Member of the Legislative Assembly of Quebec for Montréal division no. 4
- In office 1908–1912
- Preceded by: George Washington Stephens, Jr.
- Succeeded by: District was abolished in 1912

Member of the Legislative Assembly of Quebec for Montréal–Saint-Laurent
- In office 1912–1918
- Preceded by: District was created in 1912
- Succeeded by: Henry Miles

Personal details
- Born: September 14, 1847 Peterhead, Scotland
- Died: February 10, 1925 (aged 77) Montreal, Quebec
- Party: Liberal

= John Thomas Finnie =

Canadian physician and politician

John Thomas Finnie (September 14, 1847 - February 10, 1925) was a Canadian physician and politician.

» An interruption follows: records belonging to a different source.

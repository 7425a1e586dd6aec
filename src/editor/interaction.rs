use crate::element::ElementId;
use egui::{Pos2, Vec2};

/// Distance the pointer must travel from its press position before an
/// armed drag becomes a real drag (keeps plain clicks from moving things)
pub const DRAG_THRESHOLD: f32 = 4.0;

/// The selection/drag/edit state machine of the canvas.
///
/// At most one element is selected at a time. Transitions:
/// - `Idle → DragArmed` on pointer-down over an element (selects it)
/// - `DragArmed → Dragging` once the pointer moves past [`DRAG_THRESHOLD`]
/// - `DragArmed → Selected` on pointer-up (a plain click)
/// - `Dragging → Selected` on pointer-up or cancellation (commit)
/// - `Selected → EditingInline` on double-click, for kinds that allow it
/// - `EditingInline → Selected` on commit (Enter/blur)
/// - any state `→ Idle` on pointer-down over empty canvas
#[derive(Debug, Clone, PartialEq)]
pub enum Interaction {
    /// Nothing selected
    Idle,
    /// An element is selected and at rest
    Selected { id: ElementId },
    /// Pointer is down on an element but has not moved far enough to drag.
    /// `grab_offset` is pointer minus element position, captured once.
    DragArmed {
        id: ElementId,
        press: Pos2,
        grab_offset: Vec2,
    },
    /// Element follows the pointer; `last` is the most recent pointer
    /// position, kept so cancellation can commit where the drag left off
    Dragging {
        id: ElementId,
        grab_offset: Vec2,
        last: Pos2,
    },
    /// In-place text editing; `draft` is the editor buffer, written back
    /// verbatim on commit (empty is allowed)
    EditingInline { id: ElementId, draft: String },
}

impl Interaction {
    /// The element this state refers to, if any. Armed, dragging and
    /// editing states all imply selection.
    pub fn selected_id(&self) -> Option<ElementId> {
        match self {
            Interaction::Idle => None,
            Interaction::Selected { id }
            | Interaction::DragArmed { id, .. }
            | Interaction::Dragging { id, .. }
            | Interaction::EditingInline { id, .. } => Some(*id),
        }
    }

    pub fn is_dragging(&self) -> bool {
        matches!(self, Interaction::Dragging { .. })
    }

    pub fn is_editing(&self) -> bool {
        matches!(self, Interaction::EditingInline { .. })
    }
}

impl Default for Interaction {
    fn default() -> Self {
        Interaction::Idle
    }
}
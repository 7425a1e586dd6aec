use pagecraft::document::Document;
use pagecraft::element::ElementKind;
use pagecraft::history::{ActionKind, History};
use egui::{Vec2, vec2};

const CANVAS: Vec2 = vec2(960.0, 600.0);

fn snapshot_with(n: usize) -> Vec<pagecraft::Element> {
    let mut doc = Document::new();
    for _ in 0..n {
        doc.add_element(ElementKind::Text, CANVAS);
    }
    doc.snapshot()
}

#[test]
fn record_after_undo_discards_the_redo_tail() {
    let mut history = History::new();
    history.record(ActionKind::Create, "A", snapshot_with(1));
    history.record(ActionKind::Create, "B", snapshot_with(2));
    assert!(history.undo().is_some());
    history.record(ActionKind::Create, "C", snapshot_with(3));

    let descriptions: Vec<_> = history
        .entries()
        .iter()
        .map(|entry| entry.description.as_str())
        .collect();
    assert_eq!(descriptions, vec!["A", "C"]);
    assert_eq!(history.cursor(), Some(1));
    assert!(!history.can_redo());
}

#[test]
fn undo_and_redo_are_noops_at_the_boundaries() {
    let mut history = History::new();
    assert!(history.undo().is_none());
    assert!(history.redo().is_none());

    history.record(ActionKind::Create, "only", snapshot_with(1));
    // The oldest entry is the baseline; it cannot be undone past
    assert!(history.undo().is_none());
    assert!(history.redo().is_none());
    assert_eq!(history.cursor(), Some(0));
}

#[test]
fn undo_returns_the_previous_snapshot() {
    let mut history = History::new();
    history.record(ActionKind::Create, "one", snapshot_with(1));
    history.record(ActionKind::Create, "two", snapshot_with(2));

    let restored = history.undo().unwrap();
    assert_eq!(restored.len(), 1);
    let redone = history.redo().unwrap();
    assert_eq!(redone.len(), 2);
}

#[test]
fn restore_jumps_the_cursor_and_later_records_truncate() {
    let mut history = History::new();
    history.record(ActionKind::Create, "one", snapshot_with(1));
    history.record(ActionKind::Create, "two", snapshot_with(2));
    history.record(ActionKind::Create, "three", snapshot_with(3));

    let first_id = history.entries()[0].id;
    let restored = history.restore_to(first_id).unwrap();
    assert_eq!(restored.len(), 1);
    assert_eq!(history.cursor(), Some(0));
    // Restore itself records nothing
    assert_eq!(history.entries().len(), 3);

    history.record(ActionKind::Edit, "four", snapshot_with(4));
    let descriptions: Vec<_> = history
        .entries()
        .iter()
        .map(|entry| entry.description.as_str())
        .collect();
    assert_eq!(descriptions, vec!["one", "four"]);
}

#[test]
fn clear_empties_the_log_only() {
    let mut history = History::new();
    history.record(ActionKind::Save, "saved", snapshot_with(2));
    history.clear();
    assert!(history.is_empty());
    assert_eq!(history.cursor(), None);
    assert!(!history.can_undo());
    assert!(!history.can_redo());
}

#[test]
fn ordinals_and_timestamps_are_monotonic() {
    let mut history = History::new();
    history.record(ActionKind::Create, "a", snapshot_with(1));
    history.record(ActionKind::Edit, "b", snapshot_with(1));
    let entries = history.entries();
    assert!(entries[0].ordinal < entries[1].ordinal);
    assert!(entries[0].timestamp <= entries[1].timestamp);
    assert_ne!(entries[0].id, entries[1].id);
}
pub mod canvas_panel;
pub mod export_panel;
pub mod gallery_panel;
pub mod history_panel;
pub mod insights_panel;
pub mod library_panel;
pub mod properties_panel;

pub use canvas_panel::canvas_panel;
pub use export_panel::export_panel;
pub use gallery_panel::gallery_panel;
pub use history_panel::history_panel;
pub use insights_panel::insights_panel;
pub use library_panel::library_panel;
pub use properties_panel::properties_panel;
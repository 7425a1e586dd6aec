use crate::templates::Template;

/// Sort order for the gallery grid
#[derive(Debug, Clone, Copy, PartialEq, Eq, Default)]
pub enum SortKey {
    #[default]
    Name,
    Category,
}

impl SortKey {
    pub const ALL: [SortKey; 2] = [SortKey::Name, SortKey::Category];

    pub fn label(self) -> &'static str {
        match self {
            SortKey::Name => "Name",
            SortKey::Category => "Category",
        }
    }
}

/// In-memory gallery filter state: free-text search over name, category
/// and tags, an optional category pin, and a sort key
#[derive(Debug, Clone, Default)]
pub struct GalleryFilter {
    pub query: String,
    pub category: Option<String>,
    pub sort: SortKey,
}

impl GalleryFilter {
    fn matches(&self, template: &Template) -> bool {
        if let Some(category) = &self.category {
            if !template.category.eq_ignore_ascii_case(category) {
                return false;
            }
        }
        let query = self.query.trim().to_lowercase();
        if query.is_empty() {
            return true;
        }
        template.name.to_lowercase().contains(&query)
            || template.category.to_lowercase().contains(&query)
            || template
                .tags
                .iter()
                .any(|tag| tag.to_lowercase().contains(&query))
    }
}

/// Pure filter + sort over the static catalog
pub fn filter_templates<'a>(
    catalog: &'a [Template],
    filter: &GalleryFilter,
) -> Vec<&'a Template> {
    let mut matched: Vec<&Template> = catalog
        .iter()
        .filter(|template| filter.matches(template))
        .collect();
    match filter.sort {
        SortKey::Name => matched.sort_by_key(|t| t.name),
        SortKey::Category => matched.sort_by_key(|t| (t.category, t.name)),
    }
    matched
}

/// Distinct categories present in the catalog, sorted
pub fn categories(catalog: &[Template]) -> Vec<&'static str> {
    let mut out: Vec<&'static str> = catalog.iter().map(|t| t.category).collect();
    out.sort_unstable();
    out.dedup();
    out
}
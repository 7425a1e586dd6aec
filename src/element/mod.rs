use egui::{Pos2, Rect, Vec2, vec2};
use serde::{Deserialize, Serialize};

mod style;

pub use style::{StyleMap, parse_color, parse_px};

/// Stable identifier of a placed element. Assigned by the owning document,
/// unique within it and never reused.
#[derive(
    Debug, Clone, Copy, PartialEq, Eq, Hash, PartialOrd, Ord, Serialize, Deserialize,
)]
#[serde(transparent)]
pub struct ElementId(u64);

impl ElementId {
    pub(crate) fn new(raw: u64) -> Self {
        Self(raw)
    }

    pub fn raw(self) -> u64 {
        self.0
    }
}

impl std::fmt::Display for ElementId {
    fn fmt(&self, f: &mut std::fmt::Formatter<'_>) -> std::fmt::Result {
        write!(f, "el-{}", self.0)
    }
}

/// Closed set of placeable element kinds. Every per-kind behavior (render
/// template, defaults, editable fields) is a total match over this enum,
/// so adding a kind is one variant plus the corresponding arms.
#[derive(Debug, Clone, Copy, PartialEq, Eq, Serialize, Deserialize)]
#[serde(rename_all = "kebab-case")]
pub enum ElementKind {
    Text,
    Heading,
    Paragraph,
    Button,
    Image,
    Container,
    Card,
    ProductCard,
    ContactForm,
}

/// Which property-panel sections apply to a kind
#[derive(Debug, Clone, Copy, PartialEq, Eq)]
pub struct FieldSet {
    pub content: bool,
    pub font: bool,
    pub background: bool,
}

impl ElementKind {
    pub const ALL: [ElementKind; 9] = [
        ElementKind::Text,
        ElementKind::Heading,
        ElementKind::Paragraph,
        ElementKind::Button,
        ElementKind::Image,
        ElementKind::Container,
        ElementKind::Card,
        ElementKind::ProductCard,
        ElementKind::ContactForm,
    ];

    /// Human-facing name used in panels and history descriptions
    pub fn label(self) -> &'static str {
        match self {
            ElementKind::Text => "Text",
            ElementKind::Heading => "Heading",
            ElementKind::Paragraph => "Paragraph",
            ElementKind::Button => "Button",
            ElementKind::Image => "Image",
            ElementKind::Container => "Container",
            ElementKind::Card => "Card",
            ElementKind::ProductCard => "Product Card",
            ElementKind::ContactForm => "Contact Form",
        }
    }

    /// Initial content for a freshly added element
    pub fn default_content(self) -> &'static str {
        match self {
            ElementKind::Text => "New Text",
            ElementKind::Button => "Click Me",
            _ => "",
        }
    }

    /// Render-time fallback shown when the content is empty. Empty content
    /// is valid stored state; this only affects what gets painted.
    pub fn placeholder(self) -> &'static str {
        match self {
            ElementKind::Text => "Text",
            ElementKind::Heading => "Heading",
            ElementKind::Paragraph => "Paragraph text",
            ElementKind::Button => "Button",
            ElementKind::Image => "Image caption",
            ElementKind::Container => "Container",
            ElementKind::Card => "Card",
            ElementKind::ProductCard => "Product",
            ElementKind::ContactForm => "Contact form",
        }
    }

    /// Footprint used when the element has no explicit size
    pub fn intrinsic_size(self) -> Vec2 {
        match self {
            ElementKind::Text => vec2(120.0, 28.0),
            ElementKind::Heading => vec2(240.0, 44.0),
            ElementKind::Paragraph => vec2(280.0, 80.0),
            ElementKind::Button => vec2(120.0, 40.0),
            ElementKind::Image => vec2(200.0, 140.0),
            ElementKind::Container => vec2(320.0, 200.0),
            ElementKind::Card => vec2(220.0, 160.0),
            ElementKind::ProductCard => vec2(200.0, 240.0),
            ElementKind::ContactForm => vec2(260.0, 220.0),
        }
    }

    /// Kind-appropriate starting styles
    pub fn default_style(self) -> StyleMap {
        match self {
            ElementKind::Text | ElementKind::Paragraph => {
                [("fontSize", "16px"), ("color", "#000000")]
                    .into_iter()
                    .collect()
            }
            ElementKind::Heading => [("fontSize", "28px"), ("color", "#000000")]
                .into_iter()
                .collect(),
            ElementKind::Button => [
                ("fontSize", "16px"),
                ("color", "#ffffff"),
                ("backgroundColor", "#3b82f6"),
                ("borderRadius", "6px"),
            ]
            .into_iter()
            .collect(),
            ElementKind::Image | ElementKind::Container => StyleMap::new(),
            ElementKind::Card | ElementKind::ProductCard | ElementKind::ContactForm => {
                [("backgroundColor", "#ffffff"), ("borderRadius", "8px")]
                    .into_iter()
                    .collect()
            }
        }
    }

    /// Whether double-click opens the in-place text editor
    pub fn supports_inline_edit(self) -> bool {
        matches!(self, ElementKind::Text | ElementKind::Button)
    }

    /// Property-panel sections applicable to this kind
    pub fn field_set(self) -> FieldSet {
        match self {
            ElementKind::Text | ElementKind::Heading | ElementKind::Paragraph => FieldSet {
                content: true,
                font: true,
                background: false,
            },
            ElementKind::Button => FieldSet {
                content: true,
                font: true,
                background: true,
            },
            ElementKind::Image => FieldSet {
                content: true,
                font: false,
                background: false,
            },
            ElementKind::Container => FieldSet {
                content: false,
                font: false,
                background: true,
            },
            ElementKind::Card | ElementKind::ProductCard | ElementKind::ContactForm => FieldSet {
                content: true,
                font: true,
                background: true,
            },
        }
    }
}

/// A placed visual object on the canvas
#[derive(Debug, Clone, PartialEq, Serialize, Deserialize)]
pub struct Element {
    pub id: ElementId,
    #[serde(rename = "type")]
    pub kind: ElementKind,
    pub content: String,
    pub position: Pos2,
    /// `None` means intrinsic sizing for the kind
    pub size: Option<Vec2>,
    pub style: StyleMap,
}

impl Element {
    /// Effective on-canvas footprint, explicit size or the kind's intrinsic
    pub fn footprint(&self) -> Vec2 {
        self.size.unwrap_or_else(|| self.kind.intrinsic_size())
    }

    pub fn rect(&self) -> Rect {
        Rect::from_min_size(self.position, self.footprint())
    }

    pub fn hit_test(&self, pos: Pos2) -> bool {
        self.rect().contains(pos)
    }

    /// Content to paint, falling back to the kind's placeholder when empty
    pub fn display_content(&self) -> &str {
        if self.content.is_empty() {
            self.kind.placeholder()
        } else {
            &self.content
        }
    }
}

/// Element data without an identity, used to describe preset collections.
/// Ids are assigned by the document when the blueprint is instantiated.
#[derive(Debug, Clone, PartialEq)]
pub struct ElementBlueprint {
    pub kind: ElementKind,
    pub content: String,
    pub position: Pos2,
    pub size: Option<Vec2>,
    pub style: StyleMap,
}

impl ElementBlueprint {
    pub fn new(kind: ElementKind, content: impl Into<String>, position: Pos2) -> Self {
        Self {
            kind,
            content: content.into(),
            position,
            size: None,
            style: kind.default_style(),
        }
    }

    pub fn with_size(mut self, size: Vec2) -> Self {
        self.size = Some(size);
        self
    }

    pub fn with_style(mut self, key: &str, value: &str) -> Self {
        self.style.set(key, value);
        self
    }
}
use thiserror::Error;

/// Errors for the few operations the editor refuses outright.
///
/// Expected edge cases (mutating an unknown element id, undo/redo at the
/// log boundary) are silent no-ops and never reach this type.
#[derive(Debug, Error)]
pub enum EditorError {
    /// A history restore referenced an entry that is not in the log
    #[error("history entry {0} not found")]
    UnknownHistoryEntry(uuid::Uuid),

    /// A snapshot failed validation (duplicate element ids); the live
    /// document is left unchanged
    #[error("snapshot is corrupt: duplicate element id {0}")]
    CorruptSnapshot(u64),

    /// The export payload could not be serialized
    #[error("failed to serialize export payload: {0}")]
    Export(#[from] serde_json::Error),
}
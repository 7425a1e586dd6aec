#![cfg_attr(not(debug_assertions), windows_subsystem = "windows")] // hide console window on Windows in release

use pagecraft::{BuilderApp, SessionState};

// When compiling natively:
#[cfg(not(target_arch = "wasm32"))]
fn main() -> eframe::Result {
    env_logger::init(); // Log to stderr (if you run with `RUST_LOG=debug`).

    let native_options = eframe::NativeOptions {
        viewport: egui::ViewportBuilder::default()
            .with_inner_size([1280.0, 800.0])
            .with_min_inner_size([900.0, 600.0]),
        ..Default::default()
    };
    eframe::run_native(
        "pagecraft",
        native_options,
        Box::new(|cc| {
            // The identity provider is external; hand the editor a
            // read-only session.
            Ok(Box::new(BuilderApp::new(cc, SessionState::mock_authenticated())))
        }),
    )
}

// When compiling to web using trunk:
#[cfg(target_arch = "wasm32")]
fn main() {
    use eframe::wasm_bindgen::JsCast as _;

    // Redirect `log` message to `console.log` and friends:
    eframe::WebLogger::init(log::LevelFilter::Debug).ok();

    let web_options = eframe::WebOptions::default();

    wasm_bindgen_futures::spawn_local(async {
        let document = web_sys::window()
            .expect("No window")
            .document()
            .expect("No document");

        let canvas = document
            .get_element_by_id("the_canvas_id")
            .expect("Failed to find the_canvas_id")
            .dyn_into::<web_sys::HtmlCanvasElement>()
            .expect("the_canvas_id was not a HtmlCanvasElement");

        let start_result = eframe::WebRunner::new()
            .start(
                canvas,
                web_options,
                Box::new(|cc| {
                    Ok(Box::new(BuilderApp::new(cc, SessionState::mock_authenticated())))
                }),
            )
            .await;

        // Remove the loading text and spinner:
        if let Some(loading_text) = document.get_element_by_id("loading_text") {
            match start_result {
                Ok(_) => {
                    loading_text.remove();
                }
                Err(e) => {
                    loading_text.set_inner_html(
                        "<p> The app has crashed. See the developer console for details. </p>",
                    );
                    panic!("Failed to start eframe: {e:?}");
                }
            }
        }
    });
}
use crate::app::BuilderApp;
use crate::util::time;
use uuid::Uuid;

/// History window: the entry list with the cursor highlighted, per-entry
/// restore, undo/redo and clear. Restoring is a cursor jump, it records
/// nothing itself.
pub fn history_panel(app: &mut BuilderApp, ctx: &egui::Context) {
    let mut open = app.show_history;
    egui::Window::new("History")
        .open(&mut open)
        .default_width(320.0)
        .show(ctx, |ui| {
            ui.horizontal(|ui| {
                let can_undo = app.editor().history().can_undo();
                let can_redo = app.editor().history().can_redo();
                if ui.add_enabled(can_undo, egui::Button::new("Undo")).clicked() {
                    app.editor_mut().undo();
                }
                if ui.add_enabled(can_redo, egui::Button::new("Redo")).clicked() {
                    app.editor_mut().redo();
                }
                let any = !app.editor().history().is_empty();
                if ui.add_enabled(any, egui::Button::new("Clear")).clicked() {
                    app.editor_mut().clear_history();
                }
            });
            ui.separator();

            if app.editor().history().is_empty() {
                ui.label("No changes yet.");
                return;
            }

            let mut restore_request: Option<Uuid> = None;
            let cursor = app.editor().history().cursor();
            egui::ScrollArea::vertical().max_height(320.0).show(ui, |ui| {
                // Newest first
                for (index, entry) in app.editor().history().entries().iter().enumerate().rev() {
                    let current = cursor == Some(index);
                    ui.horizontal(|ui| {
                        let text = format!(
                            "{} {} — {} ({})",
                            entry.kind.icon(),
                            entry.description,
                            entry.kind.label(),
                            time::format_relative(entry.timestamp),
                        );
                        // Clicking an entry jumps the cursor to it
                        if ui.selectable_label(current, text).clicked() && !current {
                            restore_request = Some(entry.id);
                        }
                        if !current && ui.small_button("Restore").clicked() {
                            restore_request = Some(entry.id);
                        }
                    });
                }
            });

            if let Some(entry_id) = restore_request {
                if let Err(err) = app.editor_mut().restore_entry(entry_id) {
                    log::warn!("restore failed: {err}");
                    app.toast(format!("Restore failed: {err}"));
                }
            }
        });
    app.show_history = open;
}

Born in Peterhead, Scotland, Finnie was educated there and at the High School of Montreal, then at McGill College. He qualified as a doctor and was admitted to the Royal College of Surgeons of Edinburgh. He married Amelia Ann Healy, a daughter of Christopher Healy.

Finnie was elected to the Legislative Assembly of Quebec for Montréal division no. 4 in 1908. A Liberal, he was re-elected for the riding of Montréal–Saint-Laurent in 1912 and 1916. He resigned in 1918 when he became Collector of Provincial Revenue for the District of Montreal.

He died in Montreal in 1925.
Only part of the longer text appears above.